2002-01-06


The weekend rites of indulgence began with the purchase of a new camera, the most expensive I've ever owned, yet in my hand it feels more like the plastic Fisher-Price model with the revolving flash cube that I had when I was 4. At noon, T swings by with a full tank of gas and a plan to visit Boston. Despite having many ditches to dig & fill today, I agree to join him on his secular pilgrimage to the east, and with gigantic cupocafes in hand, we roll & bounce down Route 2 in T's red lawnmower-like Festiva - East German style. A jarring bump and spilled coffee strafes the dash & drips onto an old grimy Radio Shack cassette tape labeled Stereopatheticsoulmanure.

We meet J&J in Davis Square, a place I've visited often since the merely astounding ARU show at the Somerville Theater in '91. Lunch at the Burren marks the first time I've been inside that Irish cave during daylight - I can actually see the pine floor - yellow wood dulled & darkend by one million coats of Guinness varnish. There is literature scrawled on the grout in the green-tiled men's room - a limerick about the Prince from Peru.

We meet M, the guitar player from T's old band, in Cambridge at the shabby studio where Weezer recorded Pinkerton. M telephones R, and we all converge at J's Somerville apartment in the city-soiled twilight. J's apartment is densely populated with good books & CDs & Tetrahydrocannabinol, and with the Soft Boys' re-creation of Vegetable Man thumping in the backround, I am told of the sad demise of Ben, the calm & smiley boy who was once a friend - who was always generous and engaging - who was a hopeless & well hidden junkie - who had kicked in Martha's Vinyard while building houses for the wealthy - who silently & unexpectedly relapsed amid family holiday merriment - who died alone in his room the day after Christmas - whose empty body was discovered by his poor mother.

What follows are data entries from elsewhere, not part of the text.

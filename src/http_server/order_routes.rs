//! Order HTTP Routes
//!
//! Orders back the kanban board. The list is returned in store order; the
//! front end groups it into status columns.

use std::sync::Arc;

use axum::{
    extract::State,
    routing::{get, patch},
    Json, Router,
};
use uuid::Uuid;

use super::errors::{ApiError, ApiResult};
use super::extract::{ApiJson, ApiPath};
use super::state::ApiState;
use crate::models::{from_row, from_rows, Order, OrderCreate, OrderUpdate, ORDERS_TABLE};

/// Create order routes
pub fn order_routes(state: Arc<ApiState>) -> Router {
    Router::new()
        .route("/orders", get(list_orders_handler).post(create_order_handler))
        .route("/orders/{order_id}", patch(update_order_handler))
        .with_state(state)
}

async fn list_orders_handler(State(state): State<Arc<ApiState>>) -> ApiResult<Json<Vec<Order>>> {
    let rows = state.store.select(ORDERS_TABLE, None).await?;
    Ok(Json(from_rows(rows)?))
}

async fn create_order_handler(
    State(state): State<Arc<ApiState>>,
    ApiJson(request): ApiJson<OrderCreate>,
) -> ApiResult<Json<Order>> {
    let row = request.into_row()?;
    let created = state
        .store
        .insert(ORDERS_TABLE, row)
        .await?
        .ok_or(ApiError::NotCreated("Could not create order"))?;

    let order: Order = from_row(created)?;
    tracing::info!(order_id = %order.id, status = %order.status, "order created");
    Ok(Json(order))
}

async fn update_order_handler(
    State(state): State<Arc<ApiState>>,
    ApiPath(order_id): ApiPath<Uuid>,
    ApiJson(request): ApiJson<OrderUpdate>,
) -> ApiResult<Json<Order>> {
    let row = request.into_row()?;
    let id = order_id.to_string();
    let updated = state
        .store
        .update_by_id(ORDERS_TABLE, &id, row)
        .await?
        .ok_or(ApiError::NotFound("Order not found"))?;

    let order: Order = from_row(updated)?;
    tracing::info!(order_id = %order.id, status = %order.status, "order updated");
    Ok(Json(order))
}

At 9 o'clock, the company of J & J & T & M & R, the shade of Ben & myself, deftly negotiate the shadowy & miniature streets of greater Boston. One drink here, two there; we zigzag to & fro, visiting various bars - in old buildings crowds of bodies stand amid billowing smoke - hazy & obscured boundries are demarcated by eyes, smiles & gin-scented breath.

Late night - T is very drunk - I'm at the wheel of the peppy red Festiva searching for recognizable landmarks among the complex network of tiny streets and alleyways. The driving is comic and now feels much more Italian than East German as I dart up & down the narrow streets. The air is moist & thick & heavy and the sky luminesces - all the colors of Boston bleed brightly into the Charles. On Memorial Drive, while T snoozes, I pull the little Festiva off the road and snap a picture with the camera I had bought in the morning.